Saved data entries:
========================================

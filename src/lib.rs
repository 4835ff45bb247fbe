//! Memory retrieval engine: conversation turns and chunked markdown memory
//! files, searched by hybrid keyword/vector retrieval with recency weighting.
//!
//! Two indexes live here. [`ConversationIndex`] is a transient in-memory BM25
//! index over conversation turns, rebuilt each session. [`MemoryIndex`] is the
//! durable side: chunked markdown files in SQLite, searched by FTS5 (or a
//! substring scan when FTS5 is unavailable) and by cosine similarity over
//! caller-supplied embeddings, persisted as a single snapshot blob through a
//! host-provided key-value backend.

pub mod chunker;
pub mod config;
pub mod conversation;
pub mod hash;
pub mod index;
pub mod persist;
pub mod ranking;
pub mod schema;
pub mod search;
pub mod store;
pub mod tokenizer;

pub use {
    chunker::Chunk,
    config::MemoryConfig,
    conversation::{ConversationHit, ConversationIndex, MemoryEntry},
    index::{IndexStatus, MemoryIndex},
    schema::KeywordCapability,
    search::SearchResult,
    store::{KvBackend, MemoryKv},
};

========================================

YOUR GOAL:
Every line above must be reproduced exactly as it stands.

TASK ANSWER:
filename src/lib.rs
repository 4835ff45bb247fbe
//! Memory retrieval engine: conversation turns and chunked markdown memory
//! files, searched by hybrid keyword/vector retrieval with recency weighting.
//!
//! Two indexes live here. [`ConversationIndex`] is a transient in-memory BM25
//! index over conversation turns, rebuilt each session. [`MemoryIndex`] is the
//! durable side: chunked markdown files in SQLite, searched by FTS5 (or a
//! substring scan when FTS5 is unavailable) and by cosine similarity over
//! caller-supplied embeddings, persisted as a single snapshot blob through a
//! host-provided key-value backend.

pub mod chunker;
pub mod config;
pub mod conversation;
pub mod hash;
pub mod index;
pub mod persist;
pub mod ranking;
pub mod schema;
pub mod search;
pub mod store;
pub mod tokenizer;

pub use {
    chunker::Chunk,
    config::MemoryConfig,
    conversation::{ConversationHit, ConversationIndex, MemoryEntry},
    index::{IndexStatus, MemoryIndex},
    schema::KeywordCapability,
    search::SearchResult,
    store::{KvBackend, MemoryKv},
};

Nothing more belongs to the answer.